With just three days left for New Horizons’ historic flyby of Pluto, the NASA spacecraft has started discerning surface features on the distant dwarf planet. Of particular interest now is an elongated dark band -- “the whale” -- detected earlier this week by the Long Range Reconnaissance Imager (Lorri) aboard the spacecraft.
“We’re close enough now that we’re just starting to see Pluto’s geology,” Curt Niebur, New Horizons' program scientist, said in a statement released Saturday. “[The whale’s tail feature] is a unique transition region with a lot of dynamic processes interacting, which makes it of particular scientific interest.”
The whale, a region nearly 1,860 miles in length, is the darkest region spotted on the dwarf planet so far. The brightest region visible on the planet lies to the right of the whale’s “head.” Based on data available currently, scientists believe that the region is covered with a bright, reflective coating of frost -- composed of frozen methane, nitrogen and possibly carbon monoxide.
“Among the structures tentatively identified in this new image are what appear to be polygonal features; a complex band of terrain stretching east-northeast across the planet, approximately 1,000 miles long; and a complex region where bright terrains meet the dark terrains of the whale,” Alan Stern, New Horizons' principal investigator, said in the statement.
The above image was taken on July 9 from a distance of about 3.3 million miles.
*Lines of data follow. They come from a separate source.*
#![allow(dead_code)]

use tarkib_container::prelude::*;

/// A constructor that stores each argument in the field named after its
/// parameter.
pub fn ctor(params: Vec<Param>) -> Method {
    let names: Vec<String> = params.iter().map(|param| param.name.clone()).collect();
    let method = Method::new(move |this, args| {
        for (name, value) in names.iter().zip(args) {
            this.set(name.clone(), value);
        }
        Ok(Value::Null)
    });
    params.into_iter().fold(method, Method::param)
}

/// `class name { __construct(Type $field, ...) }`
pub fn class_with(name: &str, deps: &[(&str, &str)]) -> TypeDescriptor {
    let params = deps
        .iter()
        .map(|(field, type_name)| Param::class(*field, *type_name))
        .collect();
    TypeDescriptor::class(name).constructor(ctor(params))
}

pub fn init_tracing() {
    let _ = tracing_subscriber::fmt()
        .with_env_filter("tarkib_container=trace")
        .with_test_writer()
        .try_init();
}
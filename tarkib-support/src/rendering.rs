//! Text rendering utilities for human-friendly error messages.
//!
//! Provides helpers to format construction chains, type names,
//! and "did you mean?" suggestions in error output.

/// Renders a construction chain as a readable string.
///
/// # Examples
/// ```
/// use tarkib_support::rendering::render_chain;
///
/// let chain = vec!["UserService", "UserRepo", "Database", "UserService"];
/// let rendered = render_chain(&chain);
/// assert_eq!(rendered, "UserService → UserRepo → Database → UserService");
/// ```
pub fn render_chain(chain: &[impl AsRef<str>]) -> String {
    chain
        .iter()
        .map(|s| s.as_ref())
        .collect::<Vec<_>>()
        .join(" → ")
}

/// Shortens a namespaced type name for display.
///
/// Both `\` and `::` are accepted as namespace separators.
///
/// ```
/// use tarkib_support::rendering::shorten_type_name;
///
/// assert_eq!(shorten_type_name("App\\Cache\\RedisCache"), "RedisCache");
/// assert_eq!(shorten_type_name("my_app::services::UserService"), "UserService");
/// assert_eq!(shorten_type_name("Logger"), "Logger");
/// ```
pub fn shorten_type_name(full_name: &str) -> String {
    let mut result = String::with_capacity(full_name.len());
    let mut chars = full_name.chars().peekable();
    let mut current_segment = String::new();

    while let Some(ch) = chars.next() {
        match ch {
            ':' if chars.peek() == Some(&':') => {
                chars.next();
                current_segment.clear();
            }
            '\\' => current_segment.clear(),
            '<' | '>' | ',' | ' ' => {
                result.push_str(&current_segment);
                result.push(ch);
                current_segment.clear();
            }
            _ => current_segment.push(ch),
        }
    }

    result.push_str(&current_segment);
    result
}

/// Generates "did you mean?" suggestions based on known type names.
///
/// Matching is case-insensitive: full-name substring matches rank first,
/// then short-name substring matches, then a shared prefix of at least
/// three characters.
pub fn suggest_similar(requested: &str, available: &[&str], max_suggestions: usize) -> Vec<String> {
    let requested_lower = requested.to_lowercase();
    let requested_short = shorten_type_name(requested).to_lowercase();

    let mut scored: Vec<(&str, usize)> = available
        .iter()
        .filter_map(|&name| {
            let name_lower = name.to_lowercase();
            if name_lower == requested_lower {
                return None;
            }
            let name_short = shorten_type_name(name).to_lowercase();

            if name_lower.contains(&requested_lower) || requested_lower.contains(&name_lower) {
                return Some((name, 100));
            }

            if name_short.contains(&requested_short) || requested_short.contains(&name_short) {
                return Some((name, 80));
            }

            let common = name_short
                .chars()
                .zip(requested_short.chars())
                .take_while(|(a, b)| a == b)
                .count();

            if common >= 3 {
                return Some((name, common * 10));
            }

            None
        })
        .collect();

    scored.sort_by(|a, b| b.1.cmp(&a.1));
    scored
        .into_iter()
        .take(max_suggestions)
        .map(|(name, _)| name.to_string())
        .collect()
}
Next week, New Horizons, which was launched in 2006, is expected to pass within 7,800 miles of the dwarf planet’s surface, revealing its “complex and nuanced surface” in further, unprecedented detail.
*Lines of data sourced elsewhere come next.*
//! Argument resolution: turning a declared parameter list plus whatever
//! the caller, the rule and the share pool supply into an ordered argument
//! list.
//!
//! An [`ArgumentPlan`] is compiled once per constructor or method and
//! reused on every call. Resolution walks the declared parameters in
//! order:
//!
//! 1. Object-typed: take the first pooled object of a matching type
//!    (or `null` if the parameter is nullable). Otherwise build one, via
//!    the rule's substitution for that type if present. If the type cannot
//!    be built (interface, abstract), the argument is left out entirely
//!    unless strict mode is on.
//! 2. Variadic: take everything left in the pool.
//! 3. Otherwise take the next pooled value if its kind fits the declared
//!    scalar type, else the declared default, else `null`.

use std::collections::BTreeMap;
use std::sync::Arc;

use tracing::{trace, warn};

use crate::container::Container;
use crate::descriptor::{Param, ParamType, ScalarType};
use crate::error::{Result, TarkibError};
use crate::param::{ConstructSpec, InstanceTarget, ParamSpec};
use crate::rule::Rule;
use crate::value::Value;

/// A compiled argument plan for one constructor or method.
pub(crate) struct ArgumentPlan {
    owner: String,
    params: Vec<(Param, Option<ParamSpec>)>,
    parameters: Vec<ParamSpec>,
}

impl ArgumentPlan {
    /// Caches each parameter alongside the rule's substitution for its type.
    pub fn compile(owner: impl Into<String>, params: &[Param], rule: &Rule) -> Arc<Self> {
        let params = params
            .iter()
            .map(|param| {
                let substitution = param
                    .class_type()
                    .and_then(|class| rule.substitution_for(class))
                    .cloned();
                (param.clone(), substitution)
            })
            .collect();

        Arc::new(Self {
            owner: owner.into(),
            params,
            parameters: rule.parameters.clone(),
        })
    }

    /// Produces the argument list for one invocation.
    ///
    /// Rule parameters and the share pool are appended after the caller's
    /// arguments, so caller arguments are matched first.
    pub fn resolve(&self, container: &Container, mut args: Vec<ParamSpec>, share: &[Value]) -> Result<Vec<Value>> {
        if !share.is_empty() || !self.parameters.is_empty() {
            let expanded = expand_all(container, &self.parameters, share)?;
            args.extend(expanded.into_iter().map(ParamSpec::Value));
            args.extend(share.iter().cloned().map(ParamSpec::Value));
        }

        let mut resolved = Vec::with_capacity(self.params.len());

        for (param, substitution) in &self.params {
            if let Some(class) = param.class_type() {
                let position = {
                    let types = container.types();
                    args.iter().position(|arg| match arg {
                        ParamSpec::Value(Value::Null) => param.nullable,
                        ParamSpec::Value(value) => types.value_is_instance_of(value, class.as_str()),
                        _ => false,
                    })
                };

                if let Some(position) = position {
                    trace!(owner = %self.owner, param = %param.name, "Matched pooled argument");
                    if let ParamSpec::Value(value) = args.remove(position) {
                        resolved.push(value);
                    }
                    continue;
                }

                let built = match substitution {
                    Some(spec) => expand(container, spec, share, true),
                    None => container.create_with(class.as_str(), Vec::new(), share.to_vec()).map(Value::Object),
                };

                match built {
                    Ok(value) => resolved.push(value),
                    Err(err) if err.is_unconstructable() => {
                        if container.settings().strict_arguments {
                            return Err(TarkibError::ArgumentResolution {
                                owner: self.owner.clone(),
                                param: param.name.clone(),
                                source: Box::new(err),
                            });
                        }
                        warn!(
                            owner = %self.owner,
                            param = %param.name,
                            error = %err,
                            "Skipping typed parameter that cannot be built"
                        );
                    }
                    Err(err) => return Err(err),
                }
            } else if param.variadic {
                for arg in args.drain(..) {
                    resolved.push(expand(container, &arg, &[], false)?);
                }
                break;
            } else if args.first().is_some_and(|first| fits(&param.ty, first)) {
                let arg = args.remove(0);
                resolved.push(expand(container, &arg, &[], false)?);
            } else {
                resolved.push(param.default.clone().unwrap_or_default());
            }
        }

        Ok(resolved)
    }
}

/// Whether the next pooled argument may fill an untyped or scalar parameter.
fn fits(ty: &ParamType, arg: &ParamSpec) -> bool {
    let scalar = match ty {
        ParamType::Untyped => return true,
        ParamType::Scalar(scalar) => scalar,
        ParamType::Class(_) => return false,
    };

    match arg {
        ParamSpec::Value(value) | ParamSpec::Literal(value) => scalar.accepts(value),
        ParamSpec::List(_) => matches!(scalar, ScalarType::List | ScalarType::Mixed),
        ParamSpec::Map(_) => matches!(scalar, ScalarType::Map | ScalarType::Mixed),
        ParamSpec::Instance(_) => matches!(scalar, ScalarType::Mixed),
    }
}

/// Expands every spec in `specs`.
pub(crate) fn expand_all(container: &Container, specs: &[ParamSpec], share: &[Value]) -> Result<Vec<Value>> {
    specs
        .iter()
        .map(|spec| expand(container, spec, share, false))
        .collect()
}

/// Resolves a spec into a value.
///
/// - `instance` markers build their target; `create` receives the expanded
///   `params` followed by `share` as its arguments
/// - literals come back verbatim
/// - lists and maps expand element-wise
/// - a plain string names a type when `allow_type_name` is set
pub(crate) fn expand(container: &Container, spec: &ParamSpec, share: &[Value], allow_type_name: bool) -> Result<Value> {
    match spec {
        ParamSpec::Instance(construct) => expand_instance(container, construct, share),
        ParamSpec::Literal(value) => Ok(value.clone()),
        ParamSpec::List(items) => items
            .iter()
            .map(|item| expand(container, item, share, false))
            .collect::<Result<Vec<_>>>()
            .map(Value::List),
        ParamSpec::Map(map) => map
            .iter()
            .map(|(key, item)| expand(container, item, share, false).map(|value| (key.clone(), value)))
            .collect::<Result<BTreeMap<_, _>>>()
            .map(Value::Map),
        ParamSpec::Value(Value::Str(type_name)) if allow_type_name => {
            container.create(type_name).map(Value::Object)
        }
        ParamSpec::Value(value) => Ok(value.clone()),
    }
}

fn expand_instance(container: &Container, construct: &ConstructSpec, share: &[Value]) -> Result<Value> {
    let params = expand_all(container, &construct.params, &[])?;

    match &construct.target {
        InstanceTarget::Type(type_name) => {
            let args = params
                .into_iter()
                .chain(share.iter().cloned())
                .map(ParamSpec::Value)
                .collect();
            container.create_with(type_name.as_str(), args, Vec::new()).map(Value::Object)
        }
        InstanceTarget::Factory(factory) => {
            factory(params).map_err(|err| TarkibError::invocation("instance factory", err))
        }
        InstanceTarget::Method { receiver, method } => {
            let receiver = expand(container, receiver, share, true)?;
            let Value::Object(object) = receiver else {
                return Err(TarkibError::NotAnObject {
                    method: method.clone(),
                    found: receiver.kind(),
                });
            };

            let descriptor = container.types().require(object.class().as_str())?;
            let callable = descriptor
                .get_method(method)
                .ok_or_else(|| TarkibError::UnknownMethod {
                    type_name: object.class().clone(),
                    method: method.clone(),
                })?;

            callable
                .invoke(&object, params)
                .map_err(|err| TarkibError::invocation(format!("{}::{method}", object.class()), err))
        }
    }
}

#[cfg(test)]
mod tests {
    use super::*;
    use crate::descriptor::{Method, TypeDescriptor};

    fn container() -> Container {
        Container::builder()
            .register_type(TypeDescriptor::interface("Logger"))
            .register_type(TypeDescriptor::class("FileLogger").implements("Logger"))
            .register_type(TypeDescriptor::class("NullLogger").implements("Logger"))
            .build()
            .unwrap()
    }

    #[test]
    fn caller_objects_match_by_type() {
        let c = container();
        let logger = c.create("NullLogger").unwrap();
        let plan = ArgumentPlan::compile(
            "Svc::__construct",
            &[Param::string("name"), Param::class("logger", "Logger")],
            &Rule::new(),
        );

        let args = plan
            .resolve(&c, vec![ParamSpec::from("svc"), ParamSpec::from(logger.clone())], &[])
            .unwrap();

        assert_eq!(args, vec![Value::from("svc"), Value::Object(logger)]);
    }

    #[test]
    fn object_in_front_blocks_scalar_param() {
        let c = container();
        let logger = c.create("NullLogger").unwrap();
        let plan = ArgumentPlan::compile(
            "Svc::__construct",
            &[Param::string("name"), Param::class("logger", "Logger")],
            &Rule::new(),
        );

        // The object sits first in the pool and is not a string, so `name`
        // falls back to null; the object still fills `logger`.
        let args = plan.resolve(&c, vec![ParamSpec::from(logger.clone())], &[]).unwrap();
        assert_eq!(args, vec![Value::Null, Value::Object(logger)]);
    }

    #[test]
    fn nullable_param_takes_pooled_null() {
        let c = container();
        let plan = ArgumentPlan::compile("X", &[Param::class("logger", "Logger").nullable()], &Rule::new());
        let args = plan.resolve(&c, vec![ParamSpec::Value(Value::Null)], &[]).unwrap();
        assert_eq!(args, vec![Value::Null]);
    }

    #[test]
    fn unresolvable_typed_param_is_skipped() {
        let c = container();
        let plan = ArgumentPlan::compile(
            "X",
            &[Param::class("logger", "Logger"), Param::int("size")],
            &Rule::new(),
        );
        let args = plan.resolve(&c, vec![ParamSpec::from(5)], &[]).unwrap();
        assert_eq!(args, vec![Value::Int(5)]);
    }

    #[test]
    fn substitution_builds_replacement() {
        let c = container();
        let rule = Rule::new().substitute("Logger", "FileLogger");
        let plan = ArgumentPlan::compile("X", &[Param::class("logger", "Logger")], &rule);
        let args = plan.resolve(&c, vec![], &[]).unwrap();
        let logger = args[0].as_object().unwrap();
        assert_eq!(logger.class().as_str(), "FileLogger");
    }

    #[test]
    fn scalar_mismatch_falls_back_to_default() {
        let c = container();
        let plan = ArgumentPlan::compile(
            "X",
            &[Param::int("port").default_value(80), Param::untyped("host")],
            &Rule::new(),
        );
        let args = plan.resolve(&c, vec![ParamSpec::from("localhost")], &[]).unwrap();
        assert_eq!(args, vec![Value::Int(80), Value::from("localhost")]);
    }

    #[test]
    fn missing_untyped_without_default_is_null() {
        let c = container();
        let plan = ArgumentPlan::compile("X", &[Param::untyped("a")], &Rule::new());
        assert_eq!(plan.resolve(&c, vec![], &[]).unwrap(), vec![Value::Null]);
    }

    #[test]
    fn variadic_takes_remaining_in_order() {
        let c = container();
        let plan = ArgumentPlan::compile("X", &[Param::untyped("first"), Param::variadic("rest")], &Rule::new());
        let args = plan
            .resolve(&c, vec![ParamSpec::from(1), ParamSpec::from("two"), ParamSpec::from(3.0)], &[])
            .unwrap();
        assert_eq!(args, vec![Value::Int(1), Value::from("two"), Value::Float(3.0)]);
    }

    #[test]
    fn rule_parameters_follow_caller_args() {
        let c = container();
        let rule = Rule::new().parameter("from-rule");
        let plan = ArgumentPlan::compile("X", &[Param::untyped("a"), Param::untyped("b")], &rule);
        let args = plan.resolve(&c, vec![ParamSpec::from("from-caller")], &[]).unwrap();
        assert_eq!(args, vec![Value::from("from-caller"), Value::from("from-rule")]);
    }

    #[test]
    fn share_pool_satisfies_typed_params() {
        let c = container();
        let shared = c.create("FileLogger").unwrap();
        let plan = ArgumentPlan::compile("X", &[Param::class("logger", "Logger")], &Rule::new());
        let args = plan.resolve(&c, vec![], &[Value::Object(shared.clone())]).unwrap();
        assert!(args[0].as_object().unwrap().ptr_eq(&shared));
    }

    #[test]
    fn expand_literal_is_verbatim() {
        let c = container();
        let value = expand(&c, &ParamSpec::literal("NullLogger"), &[], true).unwrap();
        assert_eq!(value, Value::from("NullLogger"));
    }

    #[test]
    fn expand_string_as_type_name() {
        let c = container();
        let value = expand(&c, &ParamSpec::from("NullLogger"), &[], true).unwrap();
        assert_eq!(value.as_object().unwrap().class().as_str(), "NullLogger");

        let plain = expand(&c, &ParamSpec::from("NullLogger"), &[], false).unwrap();
        assert_eq!(plain, Value::from("NullLogger"));
    }

    #[test]
    fn expand_factory_receives_expanded_params() {
        let c = container();
        let spec = ParamSpec::factory(
            |params| Ok(Value::Int(params.len() as i64)),
            vec![ParamSpec::from(1), ParamSpec::List(vec![ParamSpec::instance("NullLogger")])],
        );
        assert_eq!(expand(&c, &spec, &[], false).unwrap(), Value::Int(2));
    }

    #[test]
    fn expand_method_pair_on_non_object_fails() {
        let c = container();
        let spec = ParamSpec::call(ParamSpec::literal(5), "open", vec![]);
        assert!(matches!(
            expand(&c, &spec, &[], false),
            Err(TarkibError::NotAnObject { found: "int", .. })
        ));
    }

    #[test]
    fn expand_method_pair_calls_method() {
        let c = Container::builder()
            .register_type(
                TypeDescriptor::class("ConnectionFactory").method(
                    "open",
                    Method::new(|_, args| Ok(Value::from(format!("conn:{}", args.len())))),
                ),
            )
            .build()
            .unwrap();

        let spec = ParamSpec::call("ConnectionFactory", "open", vec![ParamSpec::from("dsn")]);
        assert_eq!(expand(&c, &spec, &[], false).unwrap(), Value::from("conn:1"));

        let missing = ParamSpec::call("ConnectionFactory", "close", vec![]);
        assert!(matches!(
            expand(&c, &missing, &[], false),
            Err(TarkibError::UnknownMethod { .. })
        ));
    }
}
New Horizons’ closest approach to Pluto will be at 7:49 a.m. EDT on Tuesday, July 14, 2015.
Given its distance from the sun, Pluto -- which was demoted from planet status in 2006 -- is shrouded in darkness. At its average distance, sunlight takes about 5.5 hours to reach the dwarf planet, and for years, astronomers have struggled to discern features on its surface and that on its equally mysterious moon, Charon.
“After nine and a half years in flight, Pluto is well worth the wait,” Stern said.